Thursday, May 6, 2010

Some thoughts on the shift of foreign-language learning from classrooms to the web

The concept behind Help a Reporter Out—or HARO, for short—is pretty simple. Journalists (which, according to them, includes bloggers—nice!) can submit requests for sources. Sources then get emailed all such requests, and they can pitch themselves as sources. Then it's up to the journalists to decide whether or not to use the sources.

A few months back, a friend of mine forwarded me this request for a source:
I'm looking for sources to discuss the shift of foreign language learning from classrooms and one-on-one tutoring into the online, Internet realm. Can languages be learned as well online? Why is this format gaining ground? Are high schools getting out of language teaching?
I've heard nothing since, and the journalist has posted nothing related to language learning since then, so I'm guessing that the article was killed.

In any case, I thought the questions were interesting, and, after the jump, you'll find my quick answers to the questions.
To answer your questions quickly, I'm very much of the opinion that languages can be learned online. Given the unimpressive results of U.S. language learning in school, you're not setting a high bar when asking if learning online can be as effective as learning in school. The answer to that question is a solid "Yes" followed by "and my money's on it being even more effective".

The resources available on the net enhance a language learners ability to learn immensely. Immediate access to native speaker tutors. The ability to instantly look up vocabulary, written characters, verb conjugations, grammar rules, etc. Exposure to any sort of target language content you could want via the internet. These far surpass the traditional "Crack open the text book, start on unit 1" approach that lingers in many schools.

I would say the two biggest reasons that this format is gaining ground are (i) traditional learning methods are boring and (ii) traditional learning methods are ineffective. Perhaps the efficacy of the newer learning methods remains to be proven, but that they have managed to dial down the boring is beyond doubt.

I think it's premature to say that language teaching is dead in high schools (see here), although I would hope that the traditional teaching method gives up the ghost. I think we're going to begin to see more approaches like that of Drake University, which systematically leverage the power of online tools within an academic institution.


  1. Traditional learning methods are effective.
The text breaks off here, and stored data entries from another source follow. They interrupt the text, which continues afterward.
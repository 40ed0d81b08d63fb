//! # Seed Data Generator
//!
//! Populates a development database with a small catalog, a few coupons
//! and an administrator account.
//!
//! ## Usage
//! ```bash
//! # Default database file
//! cargo run -p shop-db --bin seed
//!
//! # Specify database path and admin email
//! cargo run -p shop-db --bin seed -- --db ./data/shop.db --admin ops@shop.local
//! ```
//!
//! ## Generated Data
//! - Products: one per catalog entry, priced $4.99 - $89.99, stock 0 - 40
//! - Coupons: WELCOME10 (new users, 10%), FIVEOFF ($5, 100 uses), SPRING25 (25%, 30 days)
//! - Admin: `--admin` email, ACTIVE

use chrono::{Duration, Utc};
use std::env;

use shop_core::DiscountType;
use shop_db::{CouponInput, Database, DbConfig, DbError, ProductInput};

/// Catalog entries: (name, base price in cents)
const CATALOG: &[(&str, i64)] = &[
    ("Ceramic Mug", 1299),
    ("Travel Tumbler", 2499),
    ("Pour-Over Kettle", 5999),
    ("Burr Grinder", 8999),
    ("Paper Filters (100)", 499),
    ("Espresso Cups (Set of 2)", 1899),
    ("Cold Brew Jar", 2999),
    ("Milk Frother", 3499),
    ("Tea Infuser", 799),
    ("Canvas Tote", 1599),
    ("Coffee Scale", 4299),
    ("Gift Card Sleeve", 599),
];

#[tokio::main]
async fn main() -> Result<(), Box<dyn std::error::Error>> {
    // Parse command line arguments
    let args: Vec<String> = env::args().collect();

    let mut db_path = String::from("./shop_dev.db");
    let mut admin_email = String::from("admin@shop.local");

    let mut i = 1;
    while i < args.len() {
        match args[i].as_str() {
            "--db" | "-d" => {
                if i + 1 < args.len() {
                    db_path = args[i + 1].clone();
                    i += 1;
                }
            }
            "--admin" | "-a" => {
                if i + 1 < args.len() {
                    admin_email = args[i + 1].clone();
                    i += 1;
                }
            }
            "--help" | "-h" => {
                println!("Storefront Seed Data Generator");
                println!();
                println!("Usage: seed [OPTIONS]");
                println!();
                println!("Options:");
                println!("  -d, --db <PATH>       Database file path (default: ./shop_dev.db)");
                println!("  -a, --admin <EMAIL>   Admin account email (default: admin@shop.local)");
                println!("  -h, --help            Show this help message");
                return Ok(());
            }
            _ => {}
        }
        i += 1;
    }

    println!("Storefront Seed Data Generator");
    println!("==============================");
    println!("Database: {}", db_path);
    println!();

    let db = Database::new(DbConfig::new(&db_path)).await?;
    println!("✓ Connected to database");
    println!("✓ Migrations applied");

    let admin = db.users().ensure_admin(&admin_email, "Store Administrator").await?;
    println!("✓ Admin account: {} ({})", admin.email, admin.id);

    let existing = db.products().count().await?;
    if existing > 0 {
        println!("⚠ Database already has {} products", existing);
        println!("  Skipping catalog seed to avoid duplicates.");
    } else {
        let mut generated = 0;
        for (idx, (name, price_cents)) in CATALOG.iter().enumerate() {
            let input = generate_product(name, *price_cents, idx);
            match db.products().insert(&input).await {
                Ok(product) => {
                    generated += 1;
                    println!("  {} {} @ {} ({} in stock)", product.sku, product.name, product.price(), product.stock);
                }
                Err(e) => eprintln!("Failed to insert {}: {}", name, e),
            }
        }
        println!("✓ Generated {} products", generated);
    }

    for coupon in coupons() {
        match db.coupons().insert(&coupon).await {
            Ok(created) => println!("✓ Coupon {}", created.code),
            Err(DbError::Domain(e)) => println!("  Coupon {} skipped: {}", coupon.code, e),
            Err(e) => return Err(e.into()),
        }
    }

    println!();
    println!("✓ Seed complete!");

    db.close().await;
    Ok(())
}

/// Builds a catalog entry with deterministic stock.
fn generate_product(name: &str, price_cents: i64, seed: usize) -> ProductInput {
    ProductInput {
        name: name.to_string(),
        description: Some(format!("{} from the house collection", name)),
        price_cents,
        // Every fifth product starts sold out
        stock: if seed % 5 == 4 { 0 } else { ((seed * 7) % 40 + 1) as i64 },
    }
}

fn coupons() -> Vec<CouponInput> {
    let now = Utc::now();
    vec![
        CouponInput {
            code: "WELCOME10".to_string(),
            description: Some("10% off your first order".to_string()),
            discount_type: DiscountType::Percentage,
            discount_value: 1000,
            new_user_only: true,
            valid_from: None,
            valid_to: None,
            max_redemptions: None,
        },
        CouponInput {
            code: "FIVEOFF".to_string(),
            description: Some("$5 off".to_string()),
            discount_type: DiscountType::FixedAmount,
            discount_value: 500,
            new_user_only: false,
            valid_from: None,
            valid_to: None,
            max_redemptions: Some(100),
        },
        CouponInput {
            code: "SPRING25".to_string(),
            description: Some("Spring sale".to_string()),
            discount_type: DiscountType::Percentage,
            discount_value: 2500,
            new_user_only: false,
            valid_from: Some(now),
            valid_to: Some(now + Duration::days(30)),
            max_redemptions: None,
        },
    ]
}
People -do- end up speaking the language, so they must have been.

    However, newer methods might be more efficient.

  2. That hasn't been my experience at all.
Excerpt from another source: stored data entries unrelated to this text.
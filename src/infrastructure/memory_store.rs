// In-memory key-value store
use crate::application::persistence::{KeyValueStore, PersistenceError, StoreKey};
use serde_json::Value;
use std::collections::HashMap;
use std::sync::Mutex;

/// Process-local store. Nothing survives a restart.
#[derive(Debug, Default)]
pub struct MemoryStore {
    records: Mutex<HashMap<StoreKey, Value>>,
    fail_saves: bool,
}

impl MemoryStore {
    pub fn new() -> Self {
        Self::default()
    }

    /// Every save returns an I/O error; loads still work.
    #[cfg(test)]
    pub fn failing_saves() -> Self {
        Self {
            records: Mutex::default(),
            fail_saves: true,
        }
    }
}

impl KeyValueStore for MemoryStore {
    fn load(&self, key: StoreKey) -> Result<Option<Value>, PersistenceError> {
        let records = self.records.lock().unwrap_or_else(|p| p.into_inner());
        Ok(records.get(&key).cloned())
    }

    fn save(&self, key: StoreKey, value: &Value) -> Result<(), PersistenceError> {
        if self.fail_saves {
            return Err(PersistenceError::Io {
                key: key.as_str(),
                source: std::io::Error::other("storage full"),
            });
        }

        let mut records = self.records.lock().unwrap_or_else(|p| p.into_inner());
        records.insert(key, value.clone());
        Ok(())
    }
}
    In my high school, there were dozens of students who had taken five years of French, Spanish or German, and even the best among them could do little more than find their way to a bathroom.

    The results in college were slightly better, but, even there, those who didn't study abroad tended to be extremely limited in how they could use the language.

    Those results ÷ the amount of time spent = inefficient.

  3. I think we can agree that the most important factor in language acquisition is motivation.

    People who study languages "on the web" are undoubtedly those who *want* to learn the language. Most U.S. high school kids are taking foreign language because it is a requirement for college.

    I do agree that web tools are very helpful, but there is no reason those can't be integrated into a classroom environment.